In the MAD Magazine satire of The Amityville Horror (The Calamityville Horror), there’s an edge-of-panel despairing character who claims he’s the public relations man for Amityville and has to cope with the shark panic caused by Jaws and now has a haunted house scare on his hands. I imagine whoever’s in charge of PR for the Ryde car-sharing service in Los Angeles must feel the same way – this is at least the third film in which one of their drivers, or (to be fair) someone impersonating one of their drivers, turns out to be a dangerous nutso who makes life hell for a random customer. And why don’t movies pick on Uber or Lyft instead?
Teacher/drummer Andy Escobedo (Vincent Van Horn) moves from Texas to Los Angeles after a bad breakup which has also totalled his social cred in his home city. He settles into a new apartment with his dog Juicebox (uh oh – dogs seldom fare well in psycho-stalker pictures) and scores some gigs tutoring private pupils … then, one night drinking alone in a bar, he has the good fortune to get chatting to cute, nice woman Sam (Christine Ko), a location finder, who asks him back to her place … but the bad fortune to get Roger Perkins (Michael Lee Joplin), a weird vibes kind of guy, as a Ryde driver. Andy and Sam start slowly but do begin to have a relationship, but Roger also keeps showing up – and Andy ghosts him after he’s been deluged with texts. Roger’s close-cut beard/baseball cap/too-ready smile look is just on the money for the sort of guy you know is a wrong ‘un from the first but get lulled into being polite to before learning a harsh lesson.

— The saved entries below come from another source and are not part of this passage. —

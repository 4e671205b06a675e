use std::collections::{BTreeMap, BTreeSet, HashMap};

use crate::error::{LadderError, Result};

/// Stable vertex handle. Assigned monotonically on insertion and never reused,
/// so ascending handle order is insertion order among live vertices.
pub type NodeId = u64;

/// Undirected, unweighted graph over unique string labels.
///
/// Adjacency is keyed by handle rather than by position, so removing a vertex
/// never shifts the identity of any other vertex. Every live vertex owns an
/// adjacency entry (possibly empty) and every edge is stored in both
/// endpoints' entries.
pub struct Graph {
    nodes: BTreeMap<NodeId, String>,
    label_index: HashMap<String, NodeId>,
    adjacency: HashMap<NodeId, BTreeSet<NodeId>>,
    next_id: NodeId,
}

impl Graph {
    pub fn new() -> Self {
        Self {
            nodes: BTreeMap::new(),
            label_index: HashMap::new(),
            adjacency: HashMap::new(),
            next_id: 0,
        }
    }

    /// Insert a vertex, returning its handle.
    pub fn insert_vertex(&mut self, label: &str) -> Result<NodeId> {
        if label.trim().is_empty() {
            return Err(LadderError::EmptyLabel);
        }
        if self.label_index.contains_key(label) {
            return Err(LadderError::DuplicateVertex(label.to_string()));
        }

        let id = self.next_id;
        self.next_id += 1;
        self.nodes.insert(id, label.to_string());
        self.label_index.insert(label.to_string(), id);
        self.adjacency.insert(id, BTreeSet::new());
        Ok(id)
    }

    /// Add a vertex with no edges. False if the label is empty or already present.
    pub fn add_vertex(&mut self, label: &str) -> bool {
        self.insert_vertex(label).is_ok()
    }

    /// Remove a vertex and every edge incident on it. False if absent.
    pub fn remove_vertex(&mut self, label: &str) -> bool {
        let Some(id) = self.label_index.remove(label) else {
            return false;
        };
        self.nodes.remove(&id);
        if let Some(neighbors) = self.adjacency.remove(&id) {
            for n in neighbors {
                if let Some(set) = self.adjacency.get_mut(&n) {
                    set.remove(&id);
                }
            }
        }
        true
    }

    /// Resolve both endpoints of a prospective edge.
    pub fn edge_endpoints(&self, a: &str, b: &str) -> Result<(NodeId, NodeId)> {
        if a == b {
            return Err(LadderError::SelfReference(a.to_string()));
        }
        let from = self
            .resolve(a)
            .ok_or_else(|| LadderError::InvalidVertex(a.to_string()))?;
        let to = self
            .resolve(b)
            .ok_or_else(|| LadderError::InvalidVertex(b.to_string()))?;
        Ok((from, to))
    }

    /// Add an undirected edge. Re-adding an existing edge succeeds without change.
    pub fn add_edge(&mut self, a: &str, b: &str) -> bool {
        match self.edge_endpoints(a, b) {
            Ok((from, to)) => {
                self.link(from, to);
                true
            }
            Err(_) => false,
        }
    }

    /// Remove an undirected edge. Fails under the same conditions as `add_edge`.
    pub fn remove_edge(&mut self, a: &str, b: &str) -> bool {
        match self.edge_endpoints(a, b) {
            Ok((from, to)) => {
                self.unlink(from, to);
                true
            }
            Err(_) => false,
        }
    }

    pub fn is_adjacent(&self, a: &str, b: &str) -> bool {
        match self.edge_endpoints(a, b) {
            Ok((from, to)) => self.neighbor_ids(from).contains(&to),
            Err(_) => false,
        }
    }

    /// Labels adjacent to `label`, in insertion order. Empty if absent.
    pub fn neighbors(&self, label: &str) -> Vec<String> {
        match self.resolve(label) {
            Some(id) => self
                .neighbor_ids(id)
                .iter()
                .filter_map(|n| self.nodes.get(n).cloned())
                .collect(),
            None => Vec::new(),
        }
    }

    /// Snapshot of every label in insertion order.
    pub fn all_vertices(&self) -> Vec<String> {
        self.nodes.values().cloned().collect()
    }

    /// Link two live handles in both directions. Self-links are ignored.
    pub(crate) fn link(&mut self, a: NodeId, b: NodeId) {
        if a == b || !self.nodes.contains_key(&a) || !self.nodes.contains_key(&b) {
            return;
        }
        self.adjacency.entry(a).or_default().insert(b);
        self.adjacency.entry(b).or_default().insert(a);
    }

    fn unlink(&mut self, a: NodeId, b: NodeId) {
        if let Some(set) = self.adjacency.get_mut(&a) {
            set.remove(&b);
        }
        if let Some(set) = self.adjacency.get_mut(&b) {
            set.remove(&a);
        }
    }

    /// Look up a vertex handle by label.
    pub fn resolve(&self, label: &str) -> Option<NodeId> {
        self.label_index.get(label).copied()
    }

    pub fn label(&self, id: NodeId) -> Option<&str> {
        self.nodes.get(&id).map(|s| s.as_str())
    }

    /// Neighbor handles in ascending order. Empty set for unknown handles.
    pub fn neighbor_ids(&self, id: NodeId) -> &BTreeSet<NodeId> {
        static EMPTY: BTreeSet<NodeId> = BTreeSet::new();
        self.adjacency.get(&id).unwrap_or(&EMPTY)
    }

    /// Live handles in insertion order, paired with their labels.
    pub fn nodes(&self) -> impl Iterator<Item = (NodeId, &str)> {
        self.nodes.iter().map(|(&id, label)| (id, label.as_str()))
    }

    pub fn node_ids(&self) -> Vec<NodeId> {
        self.nodes.keys().copied().collect()
    }

    pub fn node_count(&self) -> usize {
        self.nodes.len()
    }

    /// Number of undirected edges.
    pub fn edge_count(&self) -> usize {
        self.adjacency.values().map(|s| s.len()).sum::<usize>() / 2
    }

    pub fn is_empty(&self) -> bool {
        self.nodes.is_empty()
    }

    /// Approximate memory usage in bytes.
    pub fn memory_usage(&self) -> usize {
        use std::mem::size_of;

        let label_bytes: usize = self.nodes.values().map(|s| s.capacity()).sum();
        // label stored twice: node table and label index
        let nodes_mem = self.nodes.len() * (size_of::<NodeId>() + size_of::<String>() + 40)
            + self.label_index.len() * (size_of::<NodeId>() + size_of::<String>() + 16)
            + label_bytes * 2;
        let adj_entries: usize = self.adjacency.values().map(|s| s.len()).sum();
        let adj_mem = self.adjacency.len() * (size_of::<NodeId>() + size_of::<BTreeSet<NodeId>>())
            + adj_entries * (size_of::<NodeId>() + 8);

        nodes_mem + adj_mem
    }
}

impl Default for Graph {
    fn default() -> Self {
        Self::new()
    }
}

#[cfg(test)]
mod tests {
    use super::*;

    fn make_graph(labels: &[&str]) -> Graph {
        let mut g = Graph::new();
        for l in labels {
            assert!(g.add_vertex(l));
        }
        g
    }

    fn assert_symmetric(g: &Graph) {
        let all = g.all_vertices();
        for a in &all {
            assert!(!g.is_adjacent(a, a));
            for b in &all {
                assert_eq!(g.is_adjacent(a, b), g.is_adjacent(b, a), "{a}/{b}");
            }
        }
        assert_eq!(g.adjacency.len(), g.node_count());
    }

    #[test]
    fn test_add_vertex_rejects_duplicates() {
        let mut g = make_graph(&["CAT"]);
        assert!(!g.add_vertex("CAT"));
        assert_eq!(g.node_count(), 1);
        assert!(matches!(
            g.insert_vertex("CAT"),
            Err(LadderError::DuplicateVertex(ref l)) if l == "CAT"
        ));
    }

    #[test]
    fn test_add_vertex_rejects_empty() {
        let mut g = Graph::new();
        assert!(!g.add_vertex(""));
        assert!(!g.add_vertex("   "));
        assert!(matches!(g.insert_vertex(""), Err(LadderError::EmptyLabel)));
        assert!(g.is_empty());
    }

    #[test]
    fn test_new_vertex_has_no_edges() {
        let mut g = make_graph(&["CAT", "RAT"]);
        assert!(g.add_edge("CAT", "RAT"));
        assert!(g.add_vertex("HAT"));
        assert!(g.neighbors("HAT").is_empty());
        assert!(!g.is_adjacent("HAT", "CAT"));
    }

    #[test]
    fn test_add_edge_symmetric() {
        let mut g = make_graph(&["CAT", "RAT"]);
        assert!(g.add_edge("CAT", "RAT"));
        assert!(g.is_adjacent("CAT", "RAT"));
        assert!(g.is_adjacent("RAT", "CAT"));
        assert_eq!(g.edge_count(), 1);
    }

    #[test]
    fn test_add_edge_idempotent() {
        let mut g = make_graph(&["CAT", "RAT"]);
        assert!(g.add_edge("CAT", "RAT"));
        assert!(g.add_edge("RAT", "CAT"));
        assert_eq!(g.edge_count(), 1);
        assert_eq!(g.neighbors("CAT"), vec!["RAT"]);
    }

    #[test]
    fn test_add_edge_failures() {
        let mut g = make_graph(&["CAT"]);
        assert!(!g.add_edge("CAT", "CAT"));
        assert!(!g.add_edge("CAT", "DOG"));
        assert!(!g.add_edge("DOG", "CAT"));
        assert_eq!(g.edge_count(), 0);
        assert!(matches!(
            g.edge_endpoints("CAT", "CAT"),
            Err(LadderError::SelfReference(_))
        ));
        assert!(matches!(
            g.edge_endpoints("CAT", "DOG"),
            Err(LadderError::InvalidVertex(ref l)) if l == "DOG"
        ));
    }

    #[test]
    fn test_remove_edge() {
        let mut g = make_graph(&["CAT", "RAT", "HAT"]);
        g.add_edge("CAT", "RAT");
        g.add_edge("CAT", "HAT");
        assert!(g.remove_edge("RAT", "CAT"));
        assert!(!g.is_adjacent("CAT", "RAT"));
        assert!(g.is_adjacent("CAT", "HAT"));
        assert!(!g.remove_edge("CAT", "CAT"));
        assert!(!g.remove_edge("CAT", "DOG"));
        // removing a non-edge between live vertices is a successful no-op
        assert!(g.remove_edge("RAT", "HAT"));
        assert_symmetric(&g);
    }

    #[test]
    fn test_remove_vertex_drops_incident_edges() {
        let mut g = make_graph(&["A", "B", "C", "D"]);
        g.add_edge("A", "B");
        g.add_edge("B", "C");
        g.add_edge("C", "D");
        g.add_edge("A", "D");

        assert!(g.remove_vertex("B"));
        assert_eq!(g.all_vertices(), vec!["A", "C", "D"]);
        assert_eq!(g.neighbors("A"), vec!["D"]);
        assert_eq!(g.neighbors("C"), vec!["D"]);
        assert_eq!(g.edge_count(), 2);
        assert_symmetric(&g);
    }

    #[test]
    fn test_remove_vertex_absent_is_noop() {
        let mut g = make_graph(&["A", "B"]);
        g.add_edge("A", "B");
        assert!(!g.remove_vertex("Z"));
        assert_eq!(g.node_count(), 2);
        assert_eq!(g.edge_count(), 1);
    }

    #[test]
    fn test_remove_then_readd_gets_fresh_handle() {
        let mut g = make_graph(&["A", "B"]);
        let old = g.resolve("A").unwrap();
        g.add_edge("A", "B");
        g.remove_vertex("A");
        let new = g.insert_vertex("A").unwrap();
        assert_ne!(old, new);
        assert!(g.neighbors("A").is_empty());
        assert!(g.neighbors("B").is_empty());
        // re-added vertex moves to the end of insertion order
        assert_eq!(g.all_vertices(), vec!["B", "A"]);
    }

    #[test]
    fn test_neighbors_in_insertion_order() {
        let mut g = make_graph(&["HUB", "Z", "M", "A"]);
        g.add_edge("HUB", "A");
        g.add_edge("HUB", "Z");
        g.add_edge("HUB", "M");
        assert_eq!(g.neighbors("HUB"), vec!["Z", "M", "A"]);
        assert!(g.neighbors("NOPE").is_empty());
    }

    #[test]
    fn test_is_adjacent_absent_and_self() {
        let g = make_graph(&["A"]);
        assert!(!g.is_adjacent("A", "A"));
        assert!(!g.is_adjacent("A", "B"));
        assert!(!g.is_adjacent("B", "C"));
    }

    #[test]
    fn test_mutation_sequence_keeps_invariants() {
        let mut g = Graph::new();
        for i in 0..20 {
            g.add_vertex(&format!("W{i}"));
        }
        for i in 0..20 {
            g.add_edge(&format!("W{i}"), &format!("W{}", (i * 7 + 3) % 20));
        }
        for i in (0..20).step_by(3) {
            assert!(g.remove_vertex(&format!("W{i}")));
        }
        g.add_vertex("W0");
        g.add_edge("W0", "W1");
        assert_eq!(g.all_vertices().len(), g.node_count());
        assert_symmetric(&g);
    }

    #[test]
    fn test_counts() {
        let mut g = make_graph(&["A", "B", "C"]);
        g.add_edge("A", "B");
        g.add_edge("A", "C");
        assert_eq!(g.node_count(), 3);
        assert_eq!(g.edge_count(), 2);
        assert_eq!(g.neighbors("A").len(), 2);
        assert_eq!(g.neighbors("B").len(), 1);
    }

    #[test]
    fn test_memory_usage_nonzero() {
        let mut g = make_graph(&["A", "B"]);
        g.add_edge("A", "B");
        assert!(g.memory_usage() > 0);
    }
}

Shut out of Andy’s developing new life – but also plainly relishing the chance to get to work on a new victim – Roger uses basic cyberstalking tricks and online research to get access to his apartment, cell phone, email account, bank details, employment/social history and all sorts of other handy details that enable him to play a series of pranks that get more personal and dangerous. As in most stalker pictures, going to the cops doesn’t help much – especially when Andy has to deal with having an embarrassing video clip of an intimate moment emailed to all his work contacts. The campaign escalates to identity (and money) theft, and Roger also has a sideline in randm violence – with, as the canny punning title hints, a tendency to go for the eyes.
Director Tyler Savage, who co-wrote with producer Dash Hawkins, crafts the suspense well, with Van Horn agreeably schlubby as the everyman victim … a few early hints that none of the principle characters have been entirely truthful about how they got to this juncture in their lives pay off with some third-act complications, but the effectiveness of this as a thriller is mostly down to us seeing where hapless Andy has gone wrong and the sadistic Roger has spotted exploitable cracks in his life. The suspense ratchets up as Andy’s provisional new life – new relationship, new job, new apartment – comes under threat, with the probability that in the end the cat and mouse stuff won’t be enough for the bloothirsty Roger. Very good performances from the three leads help a lot – with Ko bringing some extra layers to the potentially sidelined/idealised role of the new girl who’s as likely as Juicebox to become collateral damage in this man-on-man menace scenario.